London 2012 Festival Olympic Short Films
The makers of four short films from the London 2012 Festival talk us through their creations
Showing as part of the London 2012 Festival – the celebration of the arts running alongside the Olympics – are four short films commissioned by BBC Films and Film 4 from directors working at the heart of British cinema. We took a look at the four films and asked their makers to tell us how they approached an open brief: they could make whatever they wished.
Asif Kapadia’s ‘The Odyssey’

The ‘Senna’ director’s portrait of London mixes new aerial photography with footage of the city between 2005 and 2012 and the voices of Londoners.

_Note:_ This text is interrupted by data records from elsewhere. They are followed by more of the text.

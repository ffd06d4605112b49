//! Headless application shell.

use crate::config::AppConfig;
use crate::script::ScriptStep;
use scribble_core::{InteractionController, InteractionSession, SketchError};
use scribble_render::{RendererError, SvgSurface};
use std::path::Path;
use thiserror::Error;

/// Application errors.
#[derive(Debug, Error)]
pub enum AppError {
    #[error("IO error: {0}")]
    Io(#[from] std::io::Error),
    #[error("Invalid JSON: {0}")]
    Json(#[from] serde_json::Error),
    #[error(transparent)]
    Sketch(#[from] SketchError),
    #[error(transparent)]
    Render(#[from] RendererError),
    #[error("Usage: {0}")]
    Usage(String),
}

/// Result type for application operations.
pub type AppResult<T> = Result<T, AppError>;

/// Main application struct.
pub struct App {
    config: AppConfig,
    session: InteractionSession,
    controller: InteractionController<SvgSurface>,
}

impl App {
    pub fn new(config: AppConfig) -> Self {
        let surface = SvgSurface::new(config.surface_style(), config.rough.clone());
        Self {
            session: InteractionSession::new(config.initial_tool),
            controller: InteractionController::new(surface),
            config,
        }
    }

    pub fn config(&self) -> &AppConfig {
        &self.config
    }

    pub fn session(&self) -> &InteractionSession {
        &self.session
    }

    pub fn controller(&self) -> &InteractionController<SvgSurface> {
        &self.controller
    }

    pub fn shape_count(&self) -> usize {
        self.controller.store().len()
    }

    /// Apply one recorded step.
    pub fn apply(&mut self, step: &ScriptStep) -> AppResult<()> {
        match step {
            ScriptStep::Tool(name) => {
                self.session.set_tool_by_name(name)?;
                log::debug!("Tool: {}", self.session.tool());
            }
            ScriptStep::Down(position) => {
                self.controller.pointer_down(&mut self.session, *position);
            }
            ScriptStep::Move(position) => {
                self.controller.pointer_move(&mut self.session, *position);
            }
            ScriptStep::Up(_) => self.controller.pointer_up(&mut self.session),
        }
        Ok(())
    }

    /// Apply every step in order, stopping at the first invalid one.
    pub fn replay(&mut self, steps: &[ScriptStep]) -> AppResult<()> {
        for (index, step) in steps.iter().enumerate() {
            self.apply(step).inspect_err(|err| {
                log::error!("Step {} failed: {}", index, err);
            })?;
        }
        Ok(())
    }

    /// Write the current surface to `path`.
    pub fn export(&self, path: impl AsRef<Path>) -> AppResult<()> {
        self.controller.bridge().write_svg(path)?;
        Ok(())
    }
}
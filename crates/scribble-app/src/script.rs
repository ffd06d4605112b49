//! Recorded gesture scripts.

use crate::app::AppResult;
use kurbo::Point;
use scribble_core::PointerEvent;
use serde::{Deserialize, Serialize};
use std::path::Path;

/// One recorded input step.
///
/// Tool names are kept as strings so that they are validated by the tool
/// picker when replayed, not when the script is parsed.
#[derive(Debug, Clone, PartialEq, Serialize, Deserialize)]
#[serde(rename_all = "lowercase")]
pub enum ScriptStep {
    Tool(String),
    Down(Point),
    Move(Point),
    Up(Point),
}

impl ScriptStep {
    /// Pointer event for this step, if it is one.
    pub fn to_event(&self) -> Option<PointerEvent> {
        match self {
            ScriptStep::Tool(_) => None,
            ScriptStep::Down(position) => Some(PointerEvent::Down { position: *position }),
            ScriptStep::Move(position) => Some(PointerEvent::Move { position: *position }),
            ScriptStep::Up(position) => Some(PointerEvent::Up { position: *position }),
        }
    }
}

/// Parse a JSON array of steps.
pub fn parse_script(json: &str) -> AppResult<Vec<ScriptStep>> {
    Ok(serde_json::from_str(json)?)
}

/// Load a script file.
pub fn load_script(path: impl AsRef<Path>) -> AppResult<Vec<ScriptStep>> {
    let json = std::fs::read_to_string(path.as_ref())?;
    let steps = parse_script(&json)?;
    log::debug!("Loaded {} steps from {:?}", steps.len(), path.as_ref());
    Ok(steps)
}
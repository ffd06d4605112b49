//! Tool system for the sketch surface.

use crate::error::SketchError;
use crate::shapes::ShapeKind;
use serde::{Deserialize, Serialize};
use std::fmt;
use std::str::FromStr;

/// Available tools.
#[derive(Debug, Clone, Copy, PartialEq, Eq, Hash, Serialize, Deserialize, Default)]
#[serde(rename_all = "lowercase")]
pub enum ToolKind {
    Selection,
    #[default]
    Line,
    Rectangle,
    Circle,
    #[serde(alias = "eclipse")]
    Ellipse,
}

impl ToolKind {
    /// All tools in tool-bar order.
    pub const ALL: [ToolKind; 5] = [
        ToolKind::Selection,
        ToolKind::Line,
        ToolKind::Rectangle,
        ToolKind::Circle,
        ToolKind::Ellipse,
    ];

    /// Shape drawn by this tool, or `None` for the selection tool.
    pub fn shape_kind(self) -> Option<ShapeKind> {
        match self {
            ToolKind::Selection => None,
            ToolKind::Line => Some(ShapeKind::Line),
            ToolKind::Rectangle => Some(ShapeKind::Rectangle),
            ToolKind::Circle => Some(ShapeKind::Circle),
            ToolKind::Ellipse => Some(ShapeKind::Ellipse),
        }
    }

    /// Canonical lower-case name.
    pub fn name(self) -> &'static str {
        match self {
            ToolKind::Selection => "selection",
            ToolKind::Line => "line",
            ToolKind::Rectangle => "rectangle",
            ToolKind::Circle => "circle",
            ToolKind::Ellipse => "ellipse",
        }
    }

    /// Display label for tool pickers.
    pub fn label(self) -> &'static str {
        match self {
            ToolKind::Selection => "Selection",
            ToolKind::Line => "Line",
            ToolKind::Rectangle => "Rectangle",
            ToolKind::Circle => "Circle",
            ToolKind::Ellipse => "Ellipse",
        }
    }
}

impl fmt::Display for ToolKind {
    fn fmt(&self, f: &mut fmt::Formatter<'_>) -> fmt::Result {
        f.write_str(self.name())
    }
}

impl FromStr for ToolKind {
    type Err = SketchError;

    fn from_str(s: &str) -> Result<Self, Self::Err> {
        match s {
            "selection" => Ok(ToolKind::Selection),
            "line" => Ok(ToolKind::Line),
            "rectangle" => Ok(ToolKind::Rectangle),
            "circle" => Ok(ToolKind::Circle),
            // Older tool bars spelled it this way.
            "ellipse" | "eclipse" => Ok(ToolKind::Ellipse),
            other => Err(SketchError::InvalidToolKind(other.to_string())),
        }
    }
}

impl From<ShapeKind> for ToolKind {
    fn from(kind: ShapeKind) -> Self {
        match kind {
            ShapeKind::Line => ToolKind::Line,
            ShapeKind::Rectangle => ToolKind::Rectangle,
            ShapeKind::Circle => ToolKind::Circle,
            ShapeKind::Ellipse => ToolKind::Ellipse,
        }
    }
}
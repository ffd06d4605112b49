//! Scribble Application
//!
//! Headless host for the sketch core: loads configuration, replays recorded
//! gestures through the interaction controller and exports the surface.

mod app;
mod config;
mod script;

pub use app::{App, AppError, AppResult};
pub use config::AppConfig;
pub use script::{ScriptStep, load_script, parse_script};
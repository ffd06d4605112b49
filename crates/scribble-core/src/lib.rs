//! Scribble Core Library
//!
//! Platform-agnostic shape model, hit-testing and pointer interaction for the
//! Scribble sketch surface. Rendering is delegated to a [`RenderBridge`].

pub mod error;
pub mod geometry;
pub mod input;
pub mod interaction;
pub mod render;
pub mod shapes;
pub mod store;
pub mod tools;

pub use error::{SketchError, SketchResult};
pub use geometry::{HIT_TOLERANCE, distance, find_shape_at, is_within_shape};
pub use input::PointerEvent;
pub use interaction::{CursorHint, Gesture, InteractionController, InteractionSession};
pub use render::RenderBridge;
pub use shapes::{Shape, ShapeId, ShapeKind, create_shape};
pub use store::ShapeStore;
pub use tools::ToolKind;
//! Application configuration.

use crate::app::AppResult;
use kurbo::Size;
use scribble_core::ToolKind;
use scribble_render::{RoughOptions, SerializableColor, SurfaceStyle};
use serde::{Deserialize, Serialize};
use std::path::Path;

/// Host configuration. Every field may be omitted from the JSON file.
#[derive(Debug, Clone, PartialEq, Serialize, Deserialize)]
#[serde(default)]
pub struct AppConfig {
    pub title: String,
    pub width: u32,
    pub height: u32,
    pub background_color: SerializableColor,
    pub stroke_color: SerializableColor,
    /// Tool active before the first tool change.
    pub initial_tool: ToolKind,
    pub rough: RoughOptions,
}

impl Default for AppConfig {
    fn default() -> Self {
        Self {
            title: "Scribble".to_string(),
            width: 1280,
            height: 800,
            background_color: SerializableColor::light_gray(),
            stroke_color: SerializableColor::black(),
            initial_tool: ToolKind::default(),
            rough: RoughOptions::default(),
        }
    }
}

impl AppConfig {
    /// Parse a configuration from JSON.
    pub fn from_json(json: &str) -> AppResult<Self> {
        Ok(serde_json::from_str(json)?)
    }

    /// Load a configuration file.
    pub fn load(path: impl AsRef<Path>) -> AppResult<Self> {
        let json = std::fs::read_to_string(path.as_ref())?;
        let config = Self::from_json(&json)?;
        log::info!("Loaded config from {:?}", path.as_ref());
        Ok(config)
    }

    /// Surface paint settings derived from this configuration.
    pub fn surface_style(&self) -> SurfaceStyle {
        SurfaceStyle::new(Size::new(self.width as f64, self.height as f64))
            .with_background(self.background_color.into())
            .with_stroke(self.stroke_color.into())
    }
}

Asif Kapadia: ‘I live in London, I grew up here, but I don’t often shoot here. So I thought: I’ll do something in London, about Londoners. I began by going to Stratford and talking to people on the street. Then I remembered how short that moment of fun was in 2005, when we won the Olympics, because the next day the bombs went off. I was also thinking of the coverage of the riots last summer. Somewhere in the middle of it all, you remember we’ve had an economic crisis. There is a lot of pain and trouble in life, but that’s why I love sport: it makes me forget.’
Mike Leigh's 'A Running Jump'

The ‘Another Year’ director has shot a colourful day in the life of a family in east London starring Eddie Marsan as second-hand car dealer… and everywhere, people are running…

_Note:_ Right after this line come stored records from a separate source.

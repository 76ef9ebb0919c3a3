use std::collections::{BTreeMap, HashMap, HashSet};
use crate::record::Record;

/// Per-game performance block, one row of the game analysis table.
#[derive(Debug, Clone, PartialEq, Serialize, Deserialize)]
pub struct GameStats {
    pub game: u32,
    pub turnover: f64,
    pub payout: f64,
    pub ggr: f64,
    pub rtp: f64,
    pub volatility: f64,
    pub hit_rate: f64,
    pub winner_pct: f64,
    pub small_wins: u64,
    pub big_wins: u64,
    pub mega_wins: u64,
    pub super_wins: u64,
    pub avg_multiplier: f64,
}

impl GameStats {
    pub fn compute_all(records: &[Record]) -> Vec<GameStats> {
        let mut groups: BTreeMap<u32, Vec<&Record>> = BTreeMap::new();
        for record in records {
            groups.entry(record.game).or_insert_with(Vec::new).push(record);
        }
        groups.iter()
            .map(|(&game, group)| GameStats::compute(game, group))
            .collect()
    }

    fn compute(game: u32, group: &[&Record]) -> GameStats {
        let bets: Vec<f64> = group.iter()
            .filter(|r| r.is_bet())
            .map(|r| r.amount.abs())
            .collect();
        let wins: Vec<f64> = group.iter()
            .filter(|r| r.is_win())
            .map(|r| r.amount)
            .collect();

        let turnover: f64 = bets.iter().sum();
        let payout: f64 = wins.iter().sum();
        let ggr = turnover - payout;
        let rtp = if turnover > 0.0 { payout / turnover * 100.0 } else { 0.0 };

        let amounts: Vec<f64> = group.iter().map(|r| r.amount).collect();
        let volatility = sample_std(&amounts);

        let hit_rate = if !bets.is_empty() {
            wins.len() as f64 / bets.len() as f64 * 100.0
        } else {
            0.0
        };

        let mut net_per_user: HashMap<&str, f64> = HashMap::new();
        for record in group {
            *net_per_user.entry(record.user.as_str()).or_insert(0.0) +=
                record.amount;
        }
        let user_count = group.iter()
            .map(|r| r.user.as_str())
            .collect::<HashSet<_>>()
            .len();
        let winner_count = net_per_user.values().filter(|&&net| net > 0.0).count();
        let winner_pct = if user_count > 0 {
            winner_count as f64 / user_count as f64 * 100.0
        } else {
            0.0
        };

        // Win multipliers are relative to the mean bet of this game
        let avg_bet = if !bets.is_empty() {
            turnover / bets.len() as f64
        } else {
            1.0
        };
        let multipliers: Vec<f64> = wins.iter().map(|w| w / avg_bet).collect();

        let band = |low: f64, high: f64| {
            multipliers.iter().filter(|&&m| m > low && m <= high).count() as u64
        };
        let small_wins = band(0.0, 5.0);
        let big_wins = band(5.0, 20.0);
        let mega_wins = band(20.0, 50.0);
        let super_wins = multipliers.iter().filter(|&&m| m > 50.0).count() as u64;

        let avg_multiplier = if !multipliers.is_empty() {
            multipliers.iter().sum::<f64>() / multipliers.len() as f64
        } else {
            0.0
        };

        GameStats {
            game,
            turnover,
            payout,
            ggr,
            rtp,
            volatility,
            hit_rate,
            winner_pct,
            small_wins,
            big_wins,
            mega_wins,
            super_wins,
            avg_multiplier,
        }
    }
}

// Sample standard deviation, 0 for fewer than two values.
pub fn sample_std(values: &[f64]) -> f64 {
    let n = values.len();
    if n < 2 {
        return 0.0;
    }
    let mean = values.iter().sum::<f64>() / n as f64;
    let variance = values.iter()
        .map(|v| (v - mean) * (v - mean))
        .sum::<f64>() / (n as f64 - 1.0);
    variance.sqrt()
}
use docopt::Docopt;
use dirs::home_dir;
use std::process::exit;


#[derive(Deserialize, Debug)]
pub struct Args {
    pub flag_slotinsightrc: String,
    flag_help: bool,
    flag_version: bool,
}

#[derive(Deserialize, Debug)]
pub struct ClientArgs {
    pub cmd_overview: bool,
    pub cmd_health: bool,
    pub cmd_games: bool,
    pub cmd_timeline: bool,
    pub cmd_user: bool,
    pub cmd_detail: bool,
    pub arg_user_id: Option<String>,
    pub flag_dataset: Option<String>,
    pub flag_from: Option<String>,
    pub flag_to: Option<String>,
    pub flag_games: Option<String>,
    pub flag_steps: Option<u64>,
    pub flag_limit: Option<u64>,
    pub flag_slotinsightrc: String,
    flag_help: bool,
    flag_version: bool,
}

pub fn slotinsight_usage(app_name: &str) -> String {
    let home_dir = home_dir().expect("Cannot find the home directory");
    let home_dir = home_dir.display();
    format!("
        {}

        Usage: {0}
               {0} --slotinsightrc=<string>
               {0} --help
               {0} --version

        Options:
            --slotinsightrc=<string> Path to the slotinsightrc [default: {}/.slotinsightrc]
            -h, --help               Show this help.
            -v, --version            Show the version.
        ", app_name, home_dir)
}

pub fn slotinsightd_usage(app_name: &str) -> String {
    slotinsight_usage(app_name)
}

pub fn slotinsightc_usage(app_name: &str) -> String {
    let home_dir = home_dir().expect("Cannot find the home directory");
    let home_dir = home_dir.display();
    format!("
        {}

        Usage: {0} [options] overview
               {0} [options] health
               {0} [options] games
               {0} [options] timeline
               {0} [options] user <user-id>
               {0} [options] detail
               {0} --help
               {0} --version

        Options:
            --slotinsightrc=<string> Path to the slotinsightrc [default: {}/.slotinsightrc]
            --dataset=<string>       The dataset the report should be computed on.
                                     If none is provided, the default dataset
                                     would be chosen.
            --from=<date>            Keep records on or after this date (YYYY-MM-DD).
            --to=<date>              Keep records on or before this date (YYYY-MM-DD).
            --games=<gids>           Comma separated game ids to keep.
            --steps=<n>              Number of timeline snapshots.
            --limit=<n>              Maximum number of detail rows.
            -h, --help               Show this help.
            -v, --version            Show the version.
        ", app_name, home_dir)
}

pub fn process_args(app_name: &str, usage: &str) -> Args {

    let app_version = env!("CARGO_PKG_VERSION");

    let args: Args = Docopt::new(usage)
        .and_then(|d| d.deserialize())
        .unwrap_or_else(|e| e.exit());

    if args.flag_version {
        println!("{}, v {}", app_name, app_version);
        exit(0);
    }

    if args.flag_help {
        println!("{}", usage);
        exit(0);
    }

    args
}

pub fn process_client_args(app_name: &str, usage: &str) -> ClientArgs {

    let app_version = env!("CARGO_PKG_VERSION");

    let args: ClientArgs = Docopt::new(usage)
        .and_then(|d| d.deserialize())
        .unwrap_or_else(|e| e.exit());

    if args.flag_version {
        println!("{}, v {}", app_name, app_version);
        exit(0);
    }

    if args.flag_help {
        println!("{}", usage);
        exit(0);
    }

    args
}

Mike Leigh: ‘The film is just a bundle of gags really, isn’t it? I thought it important to incorporate the Mayan predictions for the end of the world in 2012 too! We rehearsed it for about three weeks and shot it in about two. It’s the first film we’ve shot on digital. And it’s my only film with a helicopter shot. We were shooting and a few Chinooks flew over and I said to [cinematographer] Dick Pope: “I’ve never been in a helicopter.” We started talking about the end scene and we realised it would be wonderful.’

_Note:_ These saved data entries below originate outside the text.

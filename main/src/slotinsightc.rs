mod remote;
mod render;

extern crate analytics;
extern crate common;

#[macro_use]
extern crate log;

use std::process::exit;
use analytics::report::Report;
use common::args::*;
use common::config::*;
use common::log_and_panic;
use common::query::*;
use common::prefs;

fn build_query(args: &ClientArgs) -> Query {
    let kind = if args.cmd_overview {
        ReportKind::Overview
    } else if args.cmd_health {
        ReportKind::Health
    } else if args.cmd_games {
        ReportKind::Games
    } else if args.cmd_timeline {
        ReportKind::Timeline
    } else if args.cmd_user {
        ReportKind::User
    } else {
        ReportKind::Detail
    };

    let games = args.flag_games.as_ref().map(|list| {
        list.split(',')
            .map(|game| game.trim().parse::<u32>().unwrap_or_else(|_|
                log_and_panic(&format!("Invalid game id: {}", game))))
            .collect()
    }).unwrap_or_else(Vec::new);

    Query {
        kind,
        from: args.flag_from.clone(),
        to: args.flag_to.clone(),
        user: args.arg_user_id.clone(),
        games,
        steps: args.flag_steps.unwrap_or(DEFAULT_TIMELINE_STEPS),
        limit: args.flag_limit.unwrap_or(DEFAULT_DETAIL_LIMIT),
    }
}

fn main() {
    log4rs::init_file(prefs::config_dir().join("slotinsightc-log4rs.yaml"),
          Default::default()).unwrap();

    let args = process_client_args("slotinsightc",
                                   &slotinsightc_usage("slotinsightc"));
    let conf = read_config(&args.flag_slotinsightrc);
    conf.require_datasets();

    let dataset = match &args.flag_dataset {
        Some(label) => conf.dataset(label).unwrap_or_else(||
            log_and_panic(&format!("Unknown dataset: {}", label))),
        None => conf.default_dataset().unwrap_or_else(||
            log_and_panic(
                "Please pass a valid dataset name or set a default dataset")),
    };

    let query = build_query(&args);

    match remote::query_daemon(&query, &conf.socket_root, conf.timeout,
                               &dataset.label) {
        Ok(payload) => {
            let report: Report = serde_json::from_str(&payload)
                .unwrap_or_else(|_| log_and_panic("Cannot decode the report"));
            print!("{}", render::render(&report));
            exit(0);
        },
        Err(message) => {
            error!("{}", message);
            eprintln!("slotinsightc: {}", message);
            exit(1);
        },
    }
}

Lynne Ramsay’s ‘The Swimmer’

The director of ‘We Need to Talk About Kevin’ films a young man swimming in a rural river and crafts a soundscape of British music and voices from films.
Lynne Ramsay: ‘It was a liberating experience. The brief was very open: “inspiration”, that’s all they said. I’m working on a sci-fi film, and that influenced it a bit. It’s all about sound, music and endurance. It’s not a narrative, but I think it builds a drama through sound. I put myself in the place of the swimmer – I used to swim every day and would go into a trance. The kid we used was really zen. He was a swimmer, but it turned out he could act too. I recommend more directors work with athletes! You get what you ask for!’
Max & Dania’s ‘What If…’

The co-directors of the ‘StreetDance’ films lend their knack for telling young urban stories to a slick tale set on a west London estate. A guardian angel (Noel Clarke) shows a young boy, Joe, all the positive talent around him, reciting Rudyard Kipling’s poem, ‘If…’.
Max: ‘I guess we got the call because we did “StreetDance” and because of our background in music videos – because we represent youth culture. There was no brief. They told us we didn’t have to mention the Olympics.’ Dania: ‘We thought: What are the kids’ version of the Olympics? How do they express themselves in a positive way? Street sports and music.’ M: ‘Kids are being creative in their own worlds. We wanted to show that.’ D : ‘The Kipling poem, “If…”, has such a history that we thought: Wouldn’t it be fantastic if we got kids motivated by the poem as a blueprint of what life could be like? But we didn’t want to be preachy.’
The London 2012 Festival films screen at cinemas across London at 6.30pm on Monday 25 June, followed by a satellite Q&A with all four directors.